The Crocodile Hunter
Collision Course

Critics have loudly protested there’s no plot, but it’s right there in the title, akin to Gordon Douglas’s Call Me Bwana and impossible to miss. A falling CIA satellite sends a small capsule to Queensland, where Steve and Terri Irwin are in search of a large predatory crocodile, which swallows it. Agents from the CIA and the National Reconnaissance Office travel to Australia after the thing.

There’s a satire of American intelligence, which mistakes the globetrotting Irwins for operatives, and of Aussie intelligence, which takes the real operatives for poachers, and ultimately there is a rebuke of litterers in the outback. The crocodile is captured and relocated to “another river system”, and eventually excretes the capsule, which could change the balance of power in the sweet wide world.

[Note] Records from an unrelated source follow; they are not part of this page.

use anyhow::{Context, Result};
use clap::Parser;
use crossterm::{
    event::{self, Event, KeyEventKind},
    execute,
    terminal::{EnterAlternateScreen, LeaveAlternateScreen, disable_raw_mode, enable_raw_mode},
};
use ratatui::{Terminal, backend::CrosstermBackend};
use std::io;
use std::sync::Arc;
use tracing::{error, info};

mod app;
mod cli;
mod config;
mod form;
mod fs;
mod logging;
mod models;
mod repository;
mod ui;
mod utils;

use app::App;
use cli::{Cli, CliOutcome, Command};
use form::TaskFormViewModel;
use repository::FileTaskRepository;

fn main() -> Result<()> {
    let cli = Cli::parse();

    // 配置命令不需要打开任务目录
    if let Some(Command::Config { action }) = cli.command {
        return cli::handle_config_command(action);
    }

    let mut config = config::load_config()?;
    if let Some(dir) = cli.data_dir {
        config.data_dir = Some(dir);
    }
    logging::init(&config)?;

    let runtime = tokio::runtime::Runtime::new().context("Failed to start async runtime")?;
    let repository = Arc::new(FileTaskRepository::open(config.tasks_dir()?)?);

    let task_id = match cli::handle_command(cli.command, repository.as_ref(), &runtime)? {
        CliOutcome::Done => return Ok(()),
        CliOutcome::OpenForm { task_id } => task_id,
    };

    let view_model = TaskFormViewModel::new(
        repository.clone(),
        task_id,
        config.late_emission,
        runtime.handle().clone(),
    );
    info!(
        id = ?view_model.task_id(),
        dir = %repository.tasks_dir().display(),
        "opening task form"
    );

    // 设置终端
    enable_raw_mode()?;
    let mut stdout = io::stdout();
    execute!(stdout, EnterAlternateScreen)?;
    let backend = CrosstermBackend::new(stdout);
    let mut terminal = Terminal::new(backend)?;

    let mut app = App::new(view_model);
    let res = run_app(&mut terminal, &mut app);

    // 恢复终端
    disable_raw_mode()?;
    execute!(terminal.backend_mut(), LeaveAlternateScreen)?;
    terminal.show_cursor()?;

    app.view_model().close();

    match res {
        Ok(()) => info!(finished = app.state.is_saved_or_deleted, "task form closed"),
        Err(err) => {
            error!(error = ?err, "task form failed");
            eprintln!("Error: {:?}", err);
        }
    }

    Ok(())
}

fn run_app<B: ratatui::backend::Backend>(terminal: &mut Terminal<B>, app: &mut App) -> Result<()> {
    loop {
        app.sync();
        app.clear_expired_notification();
        if app.is_done() {
            return Ok(());
        }

        terminal.draw(|f| ui::render(f, app))?;

        if event::poll(std::time::Duration::from_millis(100))? {
            if let Event::Key(key) = event::read()? {
                if key.kind == KeyEventKind::Press && !app.handle_key(key) {
                    return Ok(());
                }
            }
        }
    }
}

Along with this critical oversight came an animadversion on Stainton as incompetent, whereas the real collision is between his fluid and flawless style vs. certain notions of style countenanced by critics, and there is Brozzie, a cattle-raising shotgun-wielding sheila with a venomous hatred of crocodiles and a pack of hounds for the man from Fisheries and Fauna.

 

Steve Irwin’s Ghosts of War

The relics of war in the Pacific lovingly examined and in many cases uncovered by the gamest sonofabitch in Australia. Crashed planes, sunken ships, beach positions and Jap fortifications of the utmost interest, personally attended.